HIGH RESOLUTION ANALYSIS OF THE SELECTION ON LOCAL MRNA FOLDING STRENGTH IN PROTEIN-CODING SEQUENCES ACROSS THE TREE OF LIFE

The strength of local mRNA folding can be increased or decreased at different regions of the CDS (protein-coding sequence) through the choice of synonymous codons. This modulation of local folding strength affects the interaction with the ribosome and is thought to influence many aspects of gene expression, including translation initiation rate, translation elongation rate, co-translational protein folding, mRNA aggregation and even the transcription rate.

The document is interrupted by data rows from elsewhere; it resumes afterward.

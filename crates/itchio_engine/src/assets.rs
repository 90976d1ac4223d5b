//! Asset cache for the active game type.
//!
//! Assets are addressed by name and loaded relative to the cache's
//! directory. A JSON manifest lists the assets a game type preloads:
//!
//! ```json
//! { "assets": [ { "name": "player", "path": "Textures/player.png", "kind": "texture" } ] }
//! ```

use std::collections::HashMap;
use std::path::{Path, PathBuf};

use serde::Deserialize;
use thiserror::Error;
use tracing::{debug, info, warn};

#[derive(Debug, Clone, Copy, PartialEq, Eq, Deserialize)]
#[serde(rename_all = "lowercase")]
pub enum AssetKind {
    Texture,
    Sound,
    Font,
    Shader,
}

#[derive(Debug, Error)]
pub enum AssetError {
    #[error("unsupported asset kind {kind:?} for '{name}'")]
    Unsupported { name: String, kind: AssetKind },
    #[error("failed to read asset '{name}' from {path}: {source}")]
    Io {
        name: String,
        path: PathBuf,
        #[source]
        source: std::io::Error,
    },
    #[error("failed to parse asset manifest {path}: {source}")]
    Manifest {
        path: PathBuf,
        #[source]
        source: serde_json::Error,
    },
}

#[derive(Debug, Clone)]
pub struct Asset {
    pub kind: AssetKind,
    pub path: PathBuf,
    pub bytes: Vec<u8>,
}

#[derive(Debug, Deserialize)]
struct Manifest {
    #[serde(default)]
    assets: Vec<ManifestEntry>,
}

#[derive(Debug, Deserialize)]
struct ManifestEntry {
    name: String,
    path: String,
    kind: AssetKind,
}

#[derive(Debug, Default)]
pub struct AssetCache {
    directory: PathBuf,
    assets: HashMap<String, Asset>,
}

impl AssetCache {
    /// Empty cache rooted at the current directory.
    pub fn new() -> Self {
        Self::default()
    }

    /// Sets the directory relative asset paths are resolved against.
    ///
    /// Already cached assets are kept.
    pub fn set_directory(&mut self, directory: impl Into<PathBuf>) {
        self.directory = directory.into();
        debug!("Asset directory set to {}", self.directory.display());
    }

    pub fn directory(&self) -> &Path {
        &self.directory
    }

    /// Loads `relative_path` under the asset directory and caches it as
    /// `name`, replacing any asset already cached under that name.
    ///
    /// # Arguments
    ///
    /// * `name` - Key the asset is cached under
    /// * `relative_path` - File path relative to the asset directory
    /// * `kind` - Only textures and sounds are loadable
    ///
    /// # Errors
    ///
    /// [`AssetError::Unsupported`] for other kinds, [`AssetError::Io`] if the
    /// file cannot be read.
    pub fn load_asset(
        &mut self,
        name: &str,
        relative_path: &str,
        kind: AssetKind,
    ) -> Result<&Asset, AssetError> {
        if !matches!(kind, AssetKind::Texture | AssetKind::Sound) {
            return Err(AssetError::Unsupported {
                name: name.to_string(),
                kind,
            });
        }

        let path = self.directory.join(relative_path);
        let bytes = std::fs::read(&path).map_err(|source| AssetError::Io {
            name: name.to_string(),
            path: path.clone(),
            source,
        })?;

        debug!("Loaded {:?} '{}' ({} bytes)", kind, name, bytes.len());
        let asset = Asset { kind, path, bytes };
        self.assets.insert(name.to_string(), asset);
        Ok(&self.assets[name])
    }

    /// Cached asset registered as `name`.
    pub fn get(&self, name: &str) -> Option<&Asset> {
        self.assets.get(name)
    }

    /// Drops the asset registered as `name`.
    ///
    /// # Returns
    ///
    /// `true` if an asset was cached under that name.
    pub fn unload(&mut self, name: &str) -> bool {
        self.assets.remove(name).is_some()
    }

    pub fn unload_all(&mut self) {
        if !self.assets.is_empty() {
            debug!("Unloading {} assets", self.assets.len());
        }
        self.assets.clear();
    }

    /// Loads every asset listed in the manifest at `path`.
    ///
    /// A missing manifest loads nothing. Entries that fail to load are
    /// logged and skipped; the return value counts the ones that loaded.
    pub fn load_manifest(&mut self, path: &Path) -> Result<usize, AssetError> {
        let content = match std::fs::read_to_string(path) {
            Ok(content) => content,
            Err(e) if e.kind() == std::io::ErrorKind::NotFound => {
                warn!("⚠️ Asset manifest not found: {}", path.display());
                return Ok(0);
            }
            Err(source) => {
                return Err(AssetError::Io {
                    name: "manifest".to_string(),
                    path: path.to_path_buf(),
                    source,
                })
            }
        };

        let manifest: Manifest =
            serde_json::from_str(&content).map_err(|source| AssetError::Manifest {
                path: path.to_path_buf(),
                source,
            })?;

        let mut loaded = 0;
        for entry in &manifest.assets {
            match self.load_asset(&entry.name, &entry.path, entry.kind) {
                Ok(_) => loaded += 1,
                Err(e) => warn!("⚠️ Skipping asset: {}", e),
            }
        }

        info!(
            "📦 Loaded {}/{} assets from {}",
            loaded,
            manifest.assets.len(),
            path.display()
        );
        Ok(loaded)
    }

    /// Number of cached assets.
    pub fn len(&self) -> usize {
        self.assets.len()
    }

    pub fn is_empty(&self) -> bool {
        self.assets.is_empty()
    }
}

#[cfg(test)]
mod tests {
    use super::*;
    use tempfile::TempDir;

    fn asset_dir() -> TempDir {
        let dir = TempDir::new().unwrap();
        std::fs::create_dir_all(dir.path().join("Textures")).unwrap();
        std::fs::write(dir.path().join("Textures/player.png"), b"\x89PNG").unwrap();
        std::fs::write(dir.path().join("jump.wav"), b"RIFF").unwrap();
        dir
    }

    #[test]
    fn test_load_get_unload() {
        let dir = asset_dir();
        let mut cache = AssetCache::new();
        cache.set_directory(dir.path());

        let asset = cache
            .load_asset("player", "Textures/player.png", AssetKind::Texture)
            .unwrap();
        assert_eq!(asset.bytes, b"\x89PNG");
        cache.load_asset("jump", "jump.wav", AssetKind::Sound).unwrap();
        assert_eq!(cache.len(), 2);

        assert_eq!(cache.get("jump").unwrap().kind, AssetKind::Sound);
        assert!(cache.unload("jump"));
        assert!(!cache.unload("jump"));
        assert!(cache.get("jump").is_none());

        cache.unload_all();
        assert!(cache.is_empty());
    }

    #[test]
    fn test_missing_file_and_unsupported_kind() {
        let dir = asset_dir();
        let mut cache = AssetCache::new();
        cache.set_directory(dir.path());

        assert!(matches!(
            cache.load_asset("ghost", "missing.png", AssetKind::Texture),
            Err(AssetError::Io { .. })
        ));
        assert!(matches!(
            cache.load_asset("font", "Textures/player.png", AssetKind::Font),
            Err(AssetError::Unsupported { .. })
        ));
        assert!(cache.is_empty());
    }

    #[test]
    fn test_manifest_skips_failures() {
        let dir = asset_dir();
        let manifest = dir.path().join("game_config.json");
        std::fs::write(
            &manifest,
            r#"{
                "assets": [
                    { "name": "player", "path": "Textures/player.png", "kind": "texture" },
                    { "name": "jump", "path": "jump.wav", "kind": "sound" },
                    { "name": "ghost", "path": "missing.wav", "kind": "sound" },
                    { "name": "lit", "path": "lit.hlsl", "kind": "shader" }
                ]
            }"#,
        )
        .unwrap();

        let mut cache = AssetCache::new();
        cache.set_directory(dir.path());

        assert_eq!(cache.load_manifest(&manifest).unwrap(), 2);
        assert!(cache.get("player").is_some());
        assert!(cache.get("ghost").is_none());
    }

    #[test]
    fn test_missing_manifest_loads_nothing() {
        let dir = TempDir::new().unwrap();
        let mut cache = AssetCache::new();
        cache.set_directory(dir.path());

        assert_eq!(
            cache
                .load_manifest(&dir.path().join("Config/game_config.json"))
                .unwrap(),
            0
        );
    }

    #[test]
    fn test_malformed_manifest_is_an_error() {
        let dir = TempDir::new().unwrap();
        let manifest = dir.path().join("game_config.json");
        std::fs::write(&manifest, "{ not json").unwrap();

        let mut cache = AssetCache::new();
        assert!(matches!(
            cache.load_manifest(&manifest),
            Err(AssetError::Manifest { .. })
        ));
    }
}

We performed a genome-wide computational study of local mRNA folding strengths in genomes across the tree of life to see how they correlate with genomic and environmental traits, in order to shed light on the biophysical and evolutionary mechanisms involved. We compare folding strengths in native CDSs to randomized sequences maintaining the amino acid content, GC-content, and codon distributions, and argue that most of the deviation between the two folding strengths should be attributed to selection. We show that this selection changes direction along the CDS following a characteristic profile present in most bacterial (98%) and archaeal (72%) species, but not in most eukaryotes (36%). Much of the observed inter-specific variation in selection for local folding can be explained by genomic GC-content (which is non-trivial as the randomization controls for the direct effect of GC on folding strength). This correlation changes direction between regions similar to those found in the selection profile in most taxons with the exception of fungi. Growth temperature does not appear to have a clear influence on the selection on folding strength in general, but in hyperthermophilic organisms weaker selection is observed.
These results should advance the understanding of mRNA secondary structure in native proteins, and thus promote developing novel engineering approaches for controlling gene expression in non-model organisms.